門の前に重装備の警官が何人もいてびびったが、入館料280ポンド(約840円)を払えば問題なく中に入れる。

入ってみれば中はとても静かで見学者もなく、ほとんど貸切状態。

コプトとは原始キリスト教の一派で、7世紀にイスラムが入ってくるまでエジプト全土で非常に盛んだったとのこと。多く展示されているのは発掘された6~7世紀の修道院から出土した壁画。ちょっとエチオピアの壁画にも似て、素朴な絵がかわいい。

館内は予想外に広くて、2階にはコプトが得意だったらしい布製品も多く

 
これがまたかわいい。

印象的なディスプレイをされているのはコプト語で書かれた詩編。

象嵌細工で飾られているのは立派な棺だ。

他にも展示は多岐に渡ってとても充実しているが、展示品以上に印象的なのは実は建物自体。特に天井や窓、ステンドグラスが素晴らしくて見とれてしまう。
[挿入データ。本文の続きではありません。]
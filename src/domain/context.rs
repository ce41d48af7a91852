//! Listing and panel context objects.
//!
//! Built per request (web) or per session (CLI, chart controller) and passed
//! explicitly to whatever needs the current selection.

use crate::domain::catalog::Category;
use crate::domain::error::ScopeError;
use crate::domain::segment::MarketSegment;
use serde::{Deserialize, Serialize};
use std::fmt;
use std::str::FromStr;

/// Chart time range, expressed as the number of daily bars requested.
#[derive(Debug, Clone, Copy, PartialEq, Eq, Hash, Default, Serialize, Deserialize)]
pub enum Timeframe {
    #[serde(rename = "1M")]
    OneMonth,
    #[serde(rename = "3M")]
    ThreeMonths,
    #[serde(rename = "6M")]
    SixMonths,
    #[default]
    #[serde(rename = "200D")]
    TwoHundredDays,
    #[serde(rename = "1Y")]
    OneYear,
}

impl Timeframe {
    pub const ALL: [Timeframe; 5] = [
        Timeframe::OneMonth,
        Timeframe::ThreeMonths,
        Timeframe::SixMonths,
        Timeframe::TwoHundredDays,
        Timeframe::OneYear,
    ];

    pub fn bar_count(&self) -> usize {
        match self {
            Timeframe::OneMonth => 30,
            Timeframe::ThreeMonths => 90,
            Timeframe::SixMonths => 180,
            Timeframe::TwoHundredDays => 200,
            Timeframe::OneYear => 365,
        }
    }

    pub fn label(&self) -> &'static str {
        match self {
            Timeframe::OneMonth => "1M",
            Timeframe::ThreeMonths => "3M",
            Timeframe::SixMonths => "6M",
            Timeframe::TwoHundredDays => "200D",
            Timeframe::OneYear => "1Y",
        }
    }
}

impl FromStr for Timeframe {
    type Err = ScopeError;

    fn from_str(s: &str) -> Result<Self, Self::Err> {
        let wanted = s.trim().to_ascii_uppercase();
        Timeframe::ALL
            .into_iter()
            .find(|tf| tf.label() == wanted)
            .ok_or_else(|| ScopeError::InvalidRequest(format!("unknown timeframe: {s}")))
    }
}

impl fmt::Display for Timeframe {
    fn fmt(&self, f: &mut fmt::Formatter<'_>) -> fmt::Result {
        f.write_str(self.label())
    }
}

/// Descriptor of the open detail panel.
#[derive(Debug, Clone, PartialEq, Eq)]
pub struct PanelRequest {
    pub instrument: String,
    pub segment: MarketSegment,
    pub timeframe: Timeframe,
}

impl PanelRequest {
    pub fn new(instrument: impl Into<String>, segment: MarketSegment, timeframe: Timeframe) -> Self {
        Self {
            instrument: instrument.into(),
            segment,
            timeframe,
        }
    }

    pub fn bar_count(&self) -> usize {
        self.timeframe.bar_count()
    }
}

/// Selection state of a listing view.
#[derive(Debug, Clone, PartialEq, Eq)]
pub struct ListingContext {
    pub segment: MarketSegment,
    pub category: Option<Category>,
    pub open_panel: Option<PanelRequest>,
}

impl ListingContext {
    pub fn new(segment: MarketSegment, category: Option<Category>) -> Self {
        Self {
            segment,
            category,
            open_panel: None,
        }
    }

    /// Select a row: the panel opens on the listing's segment.
    pub fn open_panel(&mut self, instrument: impl Into<String>, timeframe: Timeframe) -> &PanelRequest {
        self.open_panel
            .insert(PanelRequest::new(instrument, self.segment, timeframe))
    }

    pub fn close_panel(&mut self) -> Option<PanelRequest> {
        self.open_panel.take()
    }
}

impl Default for ListingContext {
    fn default() -> Self {
        Self::new(MarketSegment::Nse, None)
    }
}
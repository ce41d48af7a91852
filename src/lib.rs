//! extremescope: indicator extremes and price charts for equity market segments.
//!
//! Hexagonal architecture: domain logic in [`domain`], port traits in [`ports`],
//! concrete implementations in [`adapters`], and the command-line front end in
//! [`cli`].

pub mod adapters;
pub mod cli;
pub mod domain;
pub mod ports;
あまりにも内装が素晴らしいので、既存のお屋敷を改装したのかと思ったが、実際には1910年に最初から博物館として建てられたとのこと。天井の一部など古い宮殿から持ってきたものもあるらしいが、素敵すぎてうっとり。

中庭も素敵で、ここは今回の旅でも一番というほど気に入った。

博物館を出てまた少し先に行くと、3世紀創建というムアッラカ教会がある。
この教会はバビロン要塞の門の上に建てられたので英語ではHanging Church。

正面の階段を上がると狭い中庭があって

 美しい入り口を入ると

 
小さな教会だが内部もアラブ風の装飾が多くてとてもきれい。
しかしここは先ほどの博物館の静けさが嘘のように大勢の観光客でごった返していて、動くのもままならないほど。

このあたり、日本のツアーでは来ないが、イエスの家族が隠れた洞窟があるとか、欧米人のツアーでは人気のようだ。
一日余分に滞在するので来てみたが、オールドカイロ、来て良かった。

教会の見学を終えたらまたウーバーを呼んで、City Starsというショッピングモールで最後の買い物。

 
とても大きなモールで店もたくさん入っているが、ほとんどはどこの国にもあるチェーン店。エジプト・オリジナルのコットンの店などもあることはあるが、観光客向けではないのでエジプトっぽい柄などはないのが残念。

フードコートを覗いてみるとラマダーン中なので客はいないが、意外に多くの店が開けている。

 
マクドナルドの値段をチェックしてみると普通のハンバーガーが55ポンド=165円とさすがに安い。

 が、高級スーパーは思ったほど安くなかった(笑)。

ホテルに戻ったら荷物の整理をして、歩いても行けるターミナルまでバスで送ってもらう。

チェックの厳しいセキュリティーを2回通って、やっとラウンジに向かうと

カタール航空の指定ラウンジは廊下の奥のさらに奥で遠い!

 
が、落ち着いたラウンジで、うれしいことに食べ物も豊富。

 お昼を食べていなかったので我々はお腹が空いていたのだ。ここでゆっくりさせていただいて

 満席の飛行機でドーハ経由、無事に成田到着。
このわずか5日後に中東の空路が閉鎖されてしまったのだから、まったく運が良かった!